Jamaican-Cape Verdean 14 year old Marley Dias, named after Bob Marley is an American activist, feminist and founder of #1000BlackGirlBooks.
When Dias was age 11, she complained to her mother that all of her mandatory reading was books about white boys and dogs. She said, “There wasn’t really any freedom for me to read what I wanted”. After talking to her mother, Dias decided to start a book drive, #1000BlackGirlBooks, to bring more attention to literature featuring black female protagonists.
According to an analysis from the Cooperative Children’s Book Center at the University of Wisconsin-Madison, just 8.4% of 3,400 trade books published in the U.S. in 2016 had an African American main character. Marley Dias’ book drive was founded to specifically focus on books in which black girls are the main characters, not minor or background characters.
The #1000BlackGirlBooks goal was to collect 1,000 books to donate for black girls. In just a few months, more than 9,000 books were collected. Many of these books have been sent to a children’s book drive in Jamaica. The campaign also called the public’s attention to the lack of diversity in children’s literature.
Dias, whose project has been popular all over the world, has now written and published her own book, Marley Dias Gets It Done: And So Can You!, in January, 2019. She appeared on The Nightly Show with Larry Wilmore and as co-host of the Girls Can Do program. She interviewed people like Misty Copeland and Ava DuVernay for Elle.com. She has become the website’s youngest editor.

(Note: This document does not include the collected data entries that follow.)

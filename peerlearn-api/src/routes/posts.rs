/// Subject post endpoints
///
/// - `GET /v1/subjects/:id/posts` - Owner, admins and active subscribers
/// - `POST /v1/subjects/:id/posts` - Owner; notifies active subscribers
/// - `DELETE /v1/posts/:id` - Author soft delete

use crate::{
    app::AppState,
    error::{ApiError, ApiResult},
    routes::{
        non_blank,
        subjects::{load_owned_subject, load_subject},
        Pagination,
    },
};
use axum::{
    extract::{Path, Query, State},
    http::StatusCode,
    Extension, Json,
};
use peerlearn_shared::{
    auth::middleware::AuthContext,
    models::{
        notification::{CreateNotification, NotificationKind},
        subject_post::{CreateSubjectPost, SubjectPost},
        subscription::Subscription,
    },
    notify,
};
use serde::Deserialize;
use tracing::info;
use uuid::Uuid;
use validator::Validate;

#[derive(Debug, Deserialize, Validate)]
pub struct CreatePostRequest {
    #[validate(length(min = 1, max = 200, message = "Title must be 1-200 characters"))]
    pub title: String,

    #[validate(length(min = 1, max = 20000, message = "Body must be 1-20000 characters"))]
    pub body: String,

    pub attachment_url: Option<String>,
}

pub async fn list_posts(
    State(state): State<AppState>,
    Extension(auth): Extension<AuthContext>,
    Path(subject_id): Path<Uuid>,
    Query(page): Query<Pagination>,
) -> ApiResult<Json<Vec<SubjectPost>>> {
    let subject = load_subject(&state.db, subject_id).await?;

    if !auth.owns_or_admin(subject.teacher_id)
        && !Subscription::is_active_subscriber(&state.db, subject_id, auth.user_id).await?
    {
        return Err(ApiError::Forbidden(
            "Subscribe to this subject to read its posts".to_string(),
        ));
    }

    Ok(Json(
        SubjectPost::list_for_subject(&state.db, subject_id, page.limit(), page.offset()).await?,
    ))
}

pub async fn create_post(
    State(state): State<AppState>,
    Extension(auth): Extension<AuthContext>,
    Path(subject_id): Path<Uuid>,
    Json(req): Json<CreatePostRequest>,
) -> ApiResult<(StatusCode, Json<SubjectPost>)> {
    req.validate()?;
    let subject = load_owned_subject(&state.db, subject_id, &auth).await?;

    let post = SubjectPost::create(
        &state.db,
        CreateSubjectPost {
            subject_id,
            author_id: auth.user_id,
            title: req.title.trim().to_string(),
            body: req.body,
            attachment_url: non_blank(req.attachment_url),
        },
    )
    .await?;

    let subscribers = Subscription::active_subscriber_ids(&state.db, subject_id).await?;
    let template = CreateNotification::new(
        auth.user_id,
        NotificationKind::SubjectPost,
        format!("New post in {}", subject.title),
    )
    .with_body(post.title.clone())
    .with_link(format!("/subjects/{}/posts", subject_id));
    let notified = notify::notify_many(&state.db, &state.hub, subscribers, template).await;

    info!(post_id = %post.id, subject_id = %subject_id, notified, "Subject post created");
    Ok((StatusCode::CREATED, Json(post)))
}

pub async fn delete_post(
    State(state): State<AppState>,
    Extension(auth): Extension<AuthContext>,
    Path(id): Path<Uuid>,
) -> ApiResult<StatusCode> {
    if !SubjectPost::soft_delete(&state.db, id, auth.user_id).await? {
        return Err(ApiError::NotFound("Post not found".to_string()));
    }
    Ok(StatusCode::NO_CONTENT)
}
/// A student answering every question correctly scores 100 and passes
#[tokio::test]
#[ignore]
async fn test_quiz_all_correct_scores_100() {
    let mut ctx = TestContext::new().await.unwrap();
    let teacher = ctx.user(&[AppRole::Teacher], 0).await.unwrap();
    let student = ctx.user(&[AppRole::Student], 0).await.unwrap();
    let subject_id = ctx.approved_subject(&teacher).await.unwrap();

    let (status, quiz) = ctx
        .send(
            "POST",
            &format!("/v1/subjects/{}/quizzes", subject_id),
            &teacher,
            Some(json!({ "title": "Derivatives", "passing_score": 60 })),
        )
        .await;
    assert_eq!(status, StatusCode::CREATED, "{}", quiz);
    let quiz_id = quiz["id"].as_str().unwrap().to_string();

    let mut answers = Vec::new();
    for (prompt, correct) in [("d/dx x^2", 0usize), ("d/dx sin x", 1)] {
        let (status, question) = ctx
            .send(
                "POST",
                &format!("/v1/quizzes/{}/questions", quiz_id),
                &teacher,
                Some(json!({
                    "prompt": prompt,
                    "options": [
                        { "label": "first", "is_correct": correct == 0 },
                        { "label": "second", "is_correct": correct == 1 },
                        { "label": "third" }
                    ]
                })),
            )
            .await;
        assert_eq!(status, StatusCode::CREATED, "{}", question);

        answers.push(json!({
            "question_id": question["id"],
            "option_ids": [question["options"][correct]["id"]],
        }));
    }

    let (status, _) = ctx
        .send(
            "POST",
            &format!("/v1/quizzes/{}/publish", quiz_id),
            &teacher,
            Some(json!({})),
        )
        .await;
    assert_eq!(status, StatusCode::OK);

    let (status, student_view) = ctx
        .send("GET", &format!("/v1/quizzes/{}", quiz_id), &student, None)
        .await;
    assert_eq!(status, StatusCode::OK);
    assert!(student_view["questions"][0]["options"][0]
        .get("is_correct")
        .is_none());

    let (status, result) = ctx
        .send(
            "POST",
            &format!("/v1/quizzes/{}/attempts", quiz_id),
            &student,
            Some(json!({ "answers": answers, "time_taken_seconds": 42 })),
        )
        .await;
    assert_eq!(status, StatusCode::CREATED, "{}", result);
    assert_eq!(result["attempt"]["score"], 100);
    assert_eq!(result["attempt"]["passed"], true);
    assert_eq!(result["first_pass"], true);

    ctx.cleanup().await.unwrap();
}

/// Schedules a session two days out and returns its ID
async fn schedule_session(
    ctx: &TestContext,
    teacher: &common::TestUser,
    subject_id: Uuid,
    max_students: i32,
) -> String {
    let (status, session) = ctx
        .send(
            "POST",
            "/v1/sessions",
            teacher,
            Some(json!({
                "subject_id": subject_id,
                "title": "Exam prep",
                "scheduled_at": (Utc::now() + Duration::days(2)).to_rfc3339(),
                "duration_minutes": 60,
                "max_students": max_students
            })),
        )
        .await;
    assert_eq!(status, StatusCode::CREATED, "{}", session);
    session["id"].as_str().unwrap().to_string()
}

/// Enrolling twice in the same session is a conflict
#[tokio::test]
#[ignore]
async fn test_double_enrollment_conflicts() {
    let mut ctx = TestContext::new().await.unwrap();
    let teacher = ctx.user(&[AppRole::Teacher], 0).await.unwrap();
    let student = ctx.user(&[AppRole::Student], 0).await.unwrap();
    let subject_id = ctx.approved_subject(&teacher).await.unwrap();

    let session_id = schedule_session(&ctx, &teacher, subject_id, 10).await;
    let enroll_uri = format!("/v1/sessions/{}/enroll", session_id);

    let (status, body) = ctx.send("POST", &enroll_uri, &student, None).await;
    assert_eq!(status, StatusCode::CREATED, "{}", body);

    let (status, body) = ctx.send("POST", &enroll_uri, &student, None).await;
    assert_eq!(status, StatusCode::CONFLICT);
    assert_eq!(body["error"], "conflict");

    ctx.cleanup().await.unwrap();
}

/// Moving a session moves the pending reminders of its students with it
#[tokio::test]
#[ignore]
async fn test_rescheduling_moves_pending_reminders() {
    let mut ctx = TestContext::new().await.unwrap();
    let teacher = ctx.user(&[AppRole::Teacher], 0).await.unwrap();
    let student = ctx.user(&[AppRole::Student], 0).await.unwrap();
    let subject_id = ctx.approved_subject(&teacher).await.unwrap();

    let session_id = schedule_session(&ctx, &teacher, subject_id, 10).await;
    let (status, _) = ctx
        .send("POST", &format!("/v1/sessions/{}/enroll", session_id), &student, None)
        .await;
    assert_eq!(status, StatusCode::CREATED);

    let (status, updated) = ctx
        .send(
            "PATCH",
            &format!("/v1/sessions/{}", session_id),
            &teacher,
            Some(json!({ "scheduled_at": (Utc::now() + Duration::hours(3)).to_rfc3339() })),
        )
        .await;
    assert_eq!(status, StatusCode::OK, "{}", updated);
    let scheduled_at = timestamp(&updated["scheduled_at"]);

    let lead = PlatformSetting::get_i64(&ctx.db, SettingKey::ReminderLeadMinutes)
        .await
        .unwrap();
    let session_uuid: Uuid = session_id.parse().unwrap();
    let reminders = Reminder::list_unsent_for_session(&ctx.db, session_uuid)
        .await
        .unwrap();
    assert_eq!(reminders.len(), 1);

    let reminder = &reminders[0];
    assert!(reminder.remind_at <= scheduled_at);
    let expected = scheduled_at - Duration::minutes(lead);
    if expected > Utc::now() {
        assert_eq!(reminder.remind_at, expected);
    }
    assert_eq!(
        reminder.body.as_deref(),
        Some(format!("Starts at {}", scheduled_at.format("%Y-%m-%d %H:%M UTC")).as_str())
    );

    ctx.cleanup().await.unwrap();
}

/// Capacity cannot be cut below the students already enrolled
#[tokio::test]
#[ignore]
async fn test_capacity_cannot_drop_below_enrollment() {
    let mut ctx = TestContext::new().await.unwrap();
    let teacher = ctx.user(&[AppRole::Teacher], 0).await.unwrap();
    let subject_id = ctx.approved_subject(&teacher).await.unwrap();
    let session_id = schedule_session(&ctx, &teacher, subject_id, 3).await;

    for _ in 0..2 {
        let student = ctx.user(&[AppRole::Student], 0).await.unwrap();
        let (status, _) = ctx
            .send("POST", &format!("/v1/sessions/{}/enroll", session_id), &student, None)
            .await;
        assert_eq!(status, StatusCode::CREATED);
    }

    let uri = format!("/v1/sessions/{}", session_id);
    let (status, body) = ctx
        .send("PATCH", &uri, &teacher, Some(json!({ "max_students": 1 })))
        .await;
    assert_eq!(status, StatusCode::CONFLICT, "{}", body);

    let (status, body) = ctx
        .send("PATCH", &uri, &teacher, Some(json!({ "max_students": 2 })))
        .await;
    assert_eq!(status, StatusCode::OK, "{}", body);
    assert_eq!(body["max_students"], 2);

    ctx.cleanup().await.unwrap();
}

/// After mark-all-read the unread count is zero
#[tokio::test]
#[ignore]
async fn test_mark_all_read_clears_unread_count() {
    let mut ctx = TestContext::new().await.unwrap();
    let user = ctx.user(&[AppRole::Student], 0).await.unwrap();

    for i in 0..3 {
        Notification::insert(
            &ctx.db,
            CreateNotification::new(user.id, NotificationKind::Message, format!("Hello {}", i)),
        )
        .await
        .unwrap();
    }

    let (status, body) = ctx
        .send("GET", "/v1/notifications/unread-count", &user, None)
        .await;
    assert_eq!(status, StatusCode::OK);
    assert_eq!(body["unread"], 3);

    let (status, body) = ctx
        .send("POST", "/v1/notifications/read-all", &user, None)
        .await;
    assert_eq!(status, StatusCode::OK);
    assert_eq!(body["marked"], 3);

    let (_, body) = ctx
        .send("GET", "/v1/notifications/unread-count", &user, None)
        .await;
    assert_eq!(body["unread"], 0);

    ctx.cleanup().await.unwrap();
}

/// A teacher cannot withdraw more than they have earned
#[tokio::test]
#[ignore]
async fn test_overdraft_withdrawal_rejected() {
    let mut ctx = TestContext::new().await.unwrap();
    let teacher = ctx.user(&[AppRole::Teacher], 0).await.unwrap();

    let (status, body) = ctx
        .send(
            "POST",
            "/v1/wallet/withdrawals",
            &teacher,
            Some(json!({
                "amount": 150,
                "method": "bank_transfer",
                "account_details": "IBAN DE89 3704 0044 0532 0130 00"
            })),
        )
        .await;
    assert_eq!(status, StatusCode::CONFLICT, "{}", body);

    let (status, body) = ctx.send("GET", "/v1/wallet", &teacher, None).await;
    assert_eq!(status, StatusCode::OK);
    assert_eq!(body["available"], 0);

    ctx.cleanup().await.unwrap();
}

/// Paying for a subject: balance check, commission split and renewal
#[tokio::test]
#[ignore]
async fn test_subscription_payment_and_renewal() {
    let mut ctx = TestContext::new().await.unwrap();
    let teacher = ctx.user(&[AppRole::Teacher], 0).await.unwrap();
    let poor = ctx.user(&[AppRole::Student], 10).await.unwrap();
    let student = ctx.user(&[AppRole::Student], 200).await.unwrap();
    let subject_id = ctx.approved_subject(&teacher).await.unwrap();

    let (status, body) = ctx
        .send(
            "PUT",
            &format!("/v1/subjects/{}/price", subject_id),
            &teacher,
            Some(json!({ "price_points": 50, "duration_days": 30 })),
        )
        .await;
    assert_eq!(status, StatusCode::OK, "{}", body);

    let subscribe_uri = format!("/v1/subjects/{}/subscribe", subject_id);

    let (status, body) = ctx.send("POST", &subscribe_uri, &poor, None).await;
    assert_eq!(status, StatusCode::CONFLICT);
    assert_eq!(body["error"], "insufficient_points");
    let (_, body) = ctx.send("GET", "/v1/profiles/me/points", &poor, None).await;
    assert_eq!(body["points"], 10);

    let (status, first) = ctx.send("POST", &subscribe_uri, &student, None).await;
    assert_eq!(status, StatusCode::CREATED, "{}", first);
    assert_eq!(first["points_paid"], 50);
    assert_eq!(first["remaining_points"], 150);

    let percent = PlatformSetting::get_i64(&ctx.db, SettingKey::CommissionPercent)
        .await
        .unwrap();
    let (commission, net) = split_commission(50, percent);

    let (status, earnings) = ctx.send("GET", "/v1/wallet/earnings", &teacher, None).await;
    assert_eq!(status, StatusCode::OK);
    let earnings = earnings.as_array().unwrap();
    assert_eq!(earnings.len(), 1);
    assert_eq!(earnings[0]["gross_amount"], 50);
    assert_eq!(earnings[0]["commission_amount"], commission);
    assert_eq!(earnings[0]["net_amount"], net);

    let (status, second) = ctx.send("POST", &subscribe_uri, &student, None).await;
    assert_eq!(status, StatusCode::CREATED, "{}", second);
    assert_eq!(second["remaining_points"], 100);
    assert_eq!(
        timestamp(&second["subscription"]["expires_at"]),
        timestamp(&first["subscription"]["expires_at"]) + Duration::days(30)
    );

    ctx.cleanup().await.unwrap();
}
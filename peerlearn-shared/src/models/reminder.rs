/// Scheduled reminders, turned into notifications by the dispatcher
///
/// # Schema
///
/// ```sql
/// CREATE TABLE reminders (
///     id UUID PRIMARY KEY DEFAULT gen_random_uuid(),
///     user_id UUID NOT NULL REFERENCES profiles(id) ON DELETE CASCADE,
///     session_id UUID REFERENCES sessions(id) ON DELETE CASCADE,
///     title VARCHAR(255) NOT NULL,
///     body TEXT,
///     remind_at TIMESTAMPTZ NOT NULL,
///     sent BOOLEAN NOT NULL DEFAULT FALSE,
///     sent_at TIMESTAMPTZ,
///     created_at TIMESTAMPTZ NOT NULL DEFAULT NOW()
/// );
///
/// CREATE INDEX idx_reminders_due ON reminders(remind_at) WHERE sent = FALSE;
/// ```

use chrono::{DateTime, Utc};
use serde::{Deserialize, Serialize};
use sqlx::PgExecutor;
use uuid::Uuid;

#[derive(Debug, Clone, Serialize, Deserialize, sqlx::FromRow)]
pub struct Reminder {
    pub id: Uuid,
    pub user_id: Uuid,
    pub session_id: Option<Uuid>,
    pub title: String,
    pub body: Option<String>,
    pub remind_at: DateTime<Utc>,
    pub sent: bool,
    pub sent_at: Option<DateTime<Utc>>,
    pub created_at: DateTime<Utc>,
}

#[derive(Debug, Clone)]
pub struct CreateReminder {
    pub user_id: Uuid,
    pub session_id: Option<Uuid>,
    pub title: String,
    pub body: Option<String>,
    pub remind_at: DateTime<Utc>,
}

const REMINDER_COLUMNS: &str =
    "id, user_id, session_id, title, body, remind_at, sent, sent_at, created_at";

impl Reminder {
    pub async fn create(
        executor: impl PgExecutor<'_>,
        data: CreateReminder,
    ) -> Result<Self, sqlx::Error> {
        let sql = format!(
            "INSERT INTO reminders (user_id, session_id, title, body, remind_at) \
             VALUES ($1, $2, $3, $4, $5) RETURNING {}",
            REMINDER_COLUMNS
        );

        sqlx::query_as::<_, Reminder>(&sql)
            .bind(data.user_id)
            .bind(data.session_id)
            .bind(data.title)
            .bind(data.body)
            .bind(data.remind_at)
            .fetch_one(executor)
            .await
    }

    /// Drops the pending reminders of a user for a session
    pub async fn delete_unsent_for_session(
        executor: impl PgExecutor<'_>,
        user_id: Uuid,
        session_id: Uuid,
    ) -> Result<u64, sqlx::Error> {
        let result = sqlx::query(
            "DELETE FROM reminders WHERE user_id = $1 AND session_id = $2 AND sent = FALSE",
        )
        .bind(user_id)
        .bind(session_id)
        .execute(executor)
        .await?;

        Ok(result.rows_affected())
    }

    /// Drops every pending reminder of a session (used when it is cancelled)
    pub async fn delete_all_unsent_for_session(
        executor: impl PgExecutor<'_>,
        session_id: Uuid,
    ) -> Result<u64, sqlx::Error> {
        let result = sqlx::query("DELETE FROM reminders WHERE session_id = $1 AND sent = FALSE")
            .bind(session_id)
            .execute(executor)
            .await?;

        Ok(result.rows_affected())
    }

    /// Re-times every pending reminder of a session after it was edited
    pub async fn reschedule_unsent_for_session(
        executor: impl PgExecutor<'_>,
        session_id: Uuid,
        title: &str,
        body: Option<&str>,
        remind_at: DateTime<Utc>,
    ) -> Result<u64, sqlx::Error> {
        let result = sqlx::query(
            "UPDATE reminders SET title = $2, body = $3, remind_at = $4 \
             WHERE session_id = $1 AND sent = FALSE",
        )
        .bind(session_id)
        .bind(title)
        .bind(body)
        .bind(remind_at)
        .execute(executor)
        .await?;

        Ok(result.rows_affected())
    }

    /// Pending reminders of a session
    pub async fn list_unsent_for_session(
        executor: impl PgExecutor<'_>,
        session_id: Uuid,
    ) -> Result<Vec<Self>, sqlx::Error> {
        let sql = format!(
            "SELECT {} FROM reminders WHERE session_id = $1 AND sent = FALSE ORDER BY created_at",
            REMINDER_COLUMNS
        );

        sqlx::query_as::<_, Reminder>(&sql)
            .bind(session_id)
            .fetch_all(executor)
            .await
    }

    /// Claims up to `limit` due reminders
    ///
    /// Must run inside a transaction: the rows stay locked until commit and
    /// `SKIP LOCKED` lets concurrent dispatchers take disjoint batches.
    pub async fn claim_due(
        executor: impl PgExecutor<'_>,
        limit: i64,
    ) -> Result<Vec<Self>, sqlx::Error> {
        let sql = format!(
            r#"
            SELECT {} FROM reminders
            WHERE sent = FALSE AND remind_at <= NOW()
            ORDER BY remind_at ASC
            LIMIT $1
            FOR UPDATE SKIP LOCKED
            "#,
            REMINDER_COLUMNS
        );

        sqlx::query_as::<_, Reminder>(&sql)
            .bind(limit)
            .fetch_all(executor)
            .await
    }

    pub async fn mark_sent(executor: impl PgExecutor<'_>, ids: &[Uuid]) -> Result<u64, sqlx::Error> {
        let result =
            sqlx::query("UPDATE reminders SET sent = TRUE, sent_at = NOW() WHERE id = ANY($1)")
                .bind(ids)
                .execute(executor)
                .await?;

        Ok(result.rows_affected())
    }
}
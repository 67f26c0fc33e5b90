/// JWT token generation and validation module
///
/// Tokens are signed with HS256 and carry the user's roles so that route
/// guards can authorize without a database round trip. Roles are re-read from
/// `user_roles` whenever a refresh token is exchanged, so a role granted by an
/// admin shows up on the next refresh.
///
/// # Token Types
///
/// - **Access Token**: 24 hours, sent as `Authorization: Bearer <token>`
/// - **Refresh Token**: 30 days, only accepted by `POST /v1/auth/refresh`
///
/// # Example
///
/// ```
/// use peerlearn_shared::auth::jwt::{create_token, validate_token, Claims, TokenType};
/// use peerlearn_shared::models::role::AppRole;
/// use uuid::Uuid;
///
/// # fn example() -> Result<(), Box<dyn std::error::Error>> {
/// let user_id = Uuid::new_v4();
/// let claims = Claims::new(user_id, vec![AppRole::Student], TokenType::Access);
/// let token = create_token(&claims, "your-secret-key")?;
///
/// let validated = validate_token(&token, "your-secret-key")?;
/// assert_eq!(validated.sub, user_id);
/// # Ok(())
/// # }
/// ```

use chrono::{Duration, Utc};
use jsonwebtoken::{decode, encode, Algorithm, DecodingKey, EncodingKey, Header, Validation};
use serde::{Deserialize, Serialize};
use uuid::Uuid;

use crate::models::role::AppRole;

/// Issuer written into and required from every token
pub const ISSUER: &str = "peerlearn";

/// Error type for JWT operations
#[derive(Debug, thiserror::Error)]
pub enum JwtError {
    /// Failed to create token
    #[error("Failed to create token: {0}")]
    CreateError(String),

    /// Failed to validate token
    #[error("Failed to validate token: {0}")]
    ValidationError(String),

    /// Token has expired
    #[error("Token has expired")]
    Expired,

    /// Invalid issuer
    #[error("Invalid issuer: expected {expected}")]
    InvalidIssuer { expected: String },

    /// Token type does not match the endpoint
    #[error("Expected {expected} token")]
    WrongTokenType { expected: &'static str },
}

/// Token type identifier
#[derive(Debug, Clone, Copy, PartialEq, Eq, Serialize, Deserialize)]
#[serde(rename_all = "lowercase")]
pub enum TokenType {
    /// Access token (short-lived, 24 hours)
    Access,

    /// Refresh token (long-lived, 30 days)
    Refresh,
}

impl TokenType {
    /// Gets default expiration duration for token type
    pub fn default_expiration(&self) -> Duration {
        match self {
            TokenType::Access => Duration::hours(24),
            TokenType::Refresh => Duration::days(30),
        }
    }

    /// Gets token type as string
    pub fn as_str(&self) -> &'static str {
        match self {
            TokenType::Access => "access",
            TokenType::Refresh => "refresh",
        }
    }
}

/// JWT claims structure
///
/// Standard claims (`sub`, `iss`, `iat`, `exp`, `nbf`) plus the role set
/// and the token type.
#[derive(Debug, Clone, Serialize, Deserialize)]
pub struct Claims {
    /// Subject - profile ID
    pub sub: Uuid,

    /// Issuer - always [`ISSUER`]
    pub iss: String,

    /// Issued at (Unix timestamp)
    pub iat: i64,

    /// Expiration time (Unix timestamp)
    pub exp: i64,

    /// Not before (Unix timestamp)
    pub nbf: i64,

    /// Roles held when the token was minted
    #[serde(default)]
    pub roles: Vec<AppRole>,

    /// Token type
    pub token_type: TokenType,
}

impl Claims {
    /// Creates new claims with the default expiration for `token_type`
    pub fn new(user_id: Uuid, roles: Vec<AppRole>, token_type: TokenType) -> Self {
        Self::with_expiration(user_id, roles, token_type, token_type.default_expiration())
    }

    /// Creates claims with a custom expiration
    ///
    /// A negative `expires_in` produces an already-expired token, which is
    /// handy in tests.
    pub fn with_expiration(
        user_id: Uuid,
        roles: Vec<AppRole>,
        token_type: TokenType,
        expires_in: Duration,
    ) -> Self {
        let now = Utc::now();
        let expiration = now + expires_in;

        Self {
            sub: user_id,
            iss: ISSUER.to_string(),
            iat: now.timestamp(),
            exp: expiration.timestamp(),
            nbf: now.timestamp(),
            roles,
            token_type,
        }
    }

    /// Checks if token has expired
    pub fn is_expired(&self) -> bool {
        Utc::now().timestamp() >= self.exp
    }

    /// Gets time until expiration
    pub fn time_until_expiration(&self) -> Option<Duration> {
        let now = Utc::now().timestamp();
        if self.exp > now {
            Some(Duration::seconds(self.exp - now))
        } else {
            None
        }
    }
}

/// Creates a signed HS256 token from claims
///
/// # Errors
///
/// Returns `JwtError::CreateError` if encoding fails
pub fn create_token(claims: &Claims, secret: &str) -> Result<String, JwtError> {
    let header = Header::new(Algorithm::HS256);
    let key = EncodingKey::from_secret(secret.as_bytes());

    encode(&header, claims, &key)
        .map_err(|e| JwtError::CreateError(format!("Token encoding failed: {}", e)))
}

/// Validates signature, expiry, not-before and issuer, returning the claims
pub fn validate_token(token: &str, secret: &str) -> Result<Claims, JwtError> {
    let key = DecodingKey::from_secret(secret.as_bytes());

    let mut validation = Validation::new(Algorithm::HS256);
    validation.set_issuer(&[ISSUER]);
    validation.validate_exp = true;
    validation.validate_nbf = true;

    let token_data = decode::<Claims>(token, &key, &validation).map_err(|e| match e.kind() {
        jsonwebtoken::errors::ErrorKind::ExpiredSignature => JwtError::Expired,
        jsonwebtoken::errors::ErrorKind::InvalidIssuer => JwtError::InvalidIssuer {
            expected: ISSUER.to_string(),
        },
        _ => JwtError::ValidationError(format!("Token validation failed: {}", e)),
    })?;

    Ok(token_data.claims)
}

/// Validates a token and requires it to be an access token
pub fn validate_access_token(token: &str, secret: &str) -> Result<Claims, JwtError> {
    let claims = validate_token(token, secret)?;

    if claims.token_type != TokenType::Access {
        return Err(JwtError::WrongTokenType { expected: "access" });
    }

    Ok(claims)
}

/// Validates a token and requires it to be a refresh token
pub fn validate_refresh_token(token: &str, secret: &str) -> Result<Claims, JwtError> {
    let claims = validate_token(token, secret)?;

    if claims.token_type != TokenType::Refresh {
        return Err(JwtError::WrongTokenType { expected: "refresh" });
    }

    Ok(claims)
}

/// Access/refresh pair handed out on register and login
#[derive(Debug, Clone, Serialize, Deserialize)]
pub struct TokenPair {
    pub access_token: String,
    pub refresh_token: String,
}

/// Mints an access and a refresh token for the same user and roles
pub fn issue_token_pair(
    user_id: Uuid,
    roles: Vec<AppRole>,
    secret: &str,
) -> Result<TokenPair, JwtError> {
    let access = Claims::new(user_id, roles.clone(), TokenType::Access);
    let refresh = Claims::new(user_id, roles, TokenType::Refresh);

    Ok(TokenPair {
        access_token: create_token(&access, secret)?,
        refresh_token: create_token(&refresh, secret)?,
    })
}

#[cfg(test)]
mod tests {
    use super::*;

    const SECRET: &str = "test-secret-key-at-least-32-bytes-long";

    #[test]
    fn test_token_type_expiration() {
        assert_eq!(TokenType::Access.default_expiration(), Duration::hours(24));
        assert_eq!(TokenType::Refresh.default_expiration(), Duration::days(30));
    }

    #[test]
    fn test_claims_creation() {
        let user_id = Uuid::new_v4();
        let claims = Claims::new(user_id, vec![AppRole::Teacher], TokenType::Access);

        assert_eq!(claims.sub, user_id);
        assert_eq!(claims.iss, ISSUER);
        assert_eq!(claims.roles, vec![AppRole::Teacher]);
        assert!(!claims.is_expired());
    }

    #[test]
    fn test_claims_with_custom_expiration() {
        let claims = Claims::with_expiration(
            Uuid::new_v4(),
            vec![],
            TokenType::Access,
            Duration::hours(1),
        );

        let time_left = claims.time_until_expiration().unwrap();
        assert!(time_left.num_seconds() > 3500);
        assert!(time_left.num_seconds() <= 3600);
    }

    #[test]
    fn test_create_and_validate_token_keeps_roles() {
        let user_id = Uuid::new_v4();
        let claims = Claims::new(
            user_id,
            vec![AppRole::Student, AppRole::Admin],
            TokenType::Access,
        );
        let token = create_token(&claims, SECRET).unwrap();

        let validated = validate_token(&token, SECRET).unwrap();
        assert_eq!(validated.sub, user_id);
        assert_eq!(validated.roles, vec![AppRole::Student, AppRole::Admin]);
        assert_eq!(validated.token_type, TokenType::Access);
    }

    #[test]
    fn test_validate_with_wrong_secret() {
        let claims = Claims::new(Uuid::new_v4(), vec![], TokenType::Access);
        let token = create_token(&claims, SECRET).unwrap();

        assert!(validate_token(&token, "another-secret-key-of-32-bytes!!").is_err());
    }

    #[test]
    fn test_validate_expired_token() {
        let claims = Claims::with_expiration(
            Uuid::new_v4(),
            vec![],
            TokenType::Access,
            Duration::seconds(-3600),
        );
        assert!(claims.is_expired());
        assert!(claims.time_until_expiration().is_none());

        let token = create_token(&claims, SECRET).unwrap();
        assert!(matches!(validate_token(&token, SECRET), Err(JwtError::Expired)));
    }

    #[test]
    fn test_token_type_is_enforced() {
        let pair = issue_token_pair(Uuid::new_v4(), vec![AppRole::Student], SECRET).unwrap();

        assert!(validate_access_token(&pair.access_token, SECRET).is_ok());
        assert!(validate_refresh_token(&pair.refresh_token, SECRET).is_ok());

        assert!(matches!(
            validate_access_token(&pair.refresh_token, SECRET),
            Err(JwtError::WrongTokenType { expected: "access" })
        ));
        assert!(matches!(
            validate_refresh_token(&pair.access_token, SECRET),
            Err(JwtError::WrongTokenType { expected: "refresh" })
        ));
    }
}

In 2017, Dias won Smithsonian Magazine’s American Ingenuity Award in the Youth category. Aside from her book campaign, Dias recently received a grant from the Disney Company and travelled to Ghana to provide food for orphans. With her project being popular across the world, Dias has also been to many influential places, including the White House where she was a speaker at the United State of Women Summit, alongside Michelle Obama and Oprah Winfrey.